Exercise: Include in the output exactly the lines from the opening of the data through the line containing "- its output", and nothing more.

── Source data ──

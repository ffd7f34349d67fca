//! Expansion of scanned modules into generation tasks.
//!
//! The native back-end generates for every module. A foreign back-end
//! generates for a module only when all of these hold:
//!
//! - its output root was configured,
//! - the module carries the back-end's directive,
//! - the module is not test-only.
//!
//! Test-only modules still get native output. That asymmetry is intentional
//! and pinned by tests.
//!
//! No two tasks of one pass write the same file. When two modules map to the
//! same output, the later task is marked as claimed and fails when run.

use std::{
    collections::{HashMap, hash_map::Entry},
    path::{Path, PathBuf},
    sync::Arc,
};

use codergen_ir::Module;

use crate::{Backend, EmitOptions, Task};

/// A requested back-end and its output root.
#[derive(Clone)]
pub struct Target {
    backend: Arc<dyn Backend>,
    root: Option<PathBuf>,
}

impl Target {
    /// Request `backend`, writing under `root` when given.
    pub fn new(backend: impl Backend + 'static, root: Option<PathBuf>) -> Self {
        Self {
            backend: Arc::new(backend),
            root,
        }
    }

    pub fn backend(&self) -> &dyn Backend {
        self.backend.as_ref()
    }

    pub fn root(&self) -> Option<&Path> {
        self.root.as_deref()
    }

    /// Whether `module` gets a task for this target.
    pub fn accepts(&self, module: &Module) -> bool {
        match self.backend.directive() {
            None => true,
            Some(directive) => {
                self.root.is_some() && !module.is_test() && module.directives().contains(directive)
            }
        }
    }
}

impl std::fmt::Debug for Target {
    fn fmt(&self, f: &mut std::fmt::Formatter<'_>) -> std::fmt::Result {
        f.debug_struct("Target")
            .field("language", &self.backend.language())
            .field("root", &self.root)
            .finish()
    }
}

/// Turns modules into tasks for the requested targets.
#[derive(Debug, Clone)]
pub struct Dispatcher {
    targets: Vec<Target>,
    options: Arc<EmitOptions>,
}

impl Dispatcher {
    pub fn new(targets: Vec<Target>, options: EmitOptions) -> Self {
        Self {
            targets,
            options: Arc::new(options),
        }
    }

    pub fn targets(&self) -> &[Target] {
        &self.targets
    }

    /// Tasks for `modules`, lazily, in publication order: for each module,
    /// one task per accepting target in request order.
    pub fn tasks<'a>(&'a self, modules: &'a [Arc<Module>]) -> impl Iterator<Item = Task> + 'a {
        let mut claimed: HashMap<PathBuf, String> = HashMap::new();
        modules
            .iter()
            .flat_map(move |module| {
                self.targets
                    .iter()
                    .filter(move |target| target.accepts(module))
                    .map(move |target| (module, target))
            })
            .map(move |(module, target)| {
                let output = target.backend.destination(module, target.root());
                let task = Task::new(
                    Arc::clone(module),
                    Arc::clone(&target.backend),
                    output.clone(),
                    Arc::clone(&self.options),
                );
                match claimed.entry(output) {
                    Entry::Occupied(owner) => task.claimed_by(owner.get().as_str()),
                    Entry::Vacant(slot) => {
                        slot.insert(module.name().to_string());
                        task
                    }
                }
            })
    }

    /// All tasks for `modules`, collected.
    pub fn plan(&self, modules: &[Arc<Module>]) -> Vec<Task> {
        self.tasks(modules).collect()
    }
}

───

Final answer:
repository ffd7f34349d67fca
//! Expansion of scanned modules into generation tasks.
//!
//! The native back-end generates for every module. A foreign back-end
//! generates for a module only when all of these hold:
//!
//! - its output root was configured,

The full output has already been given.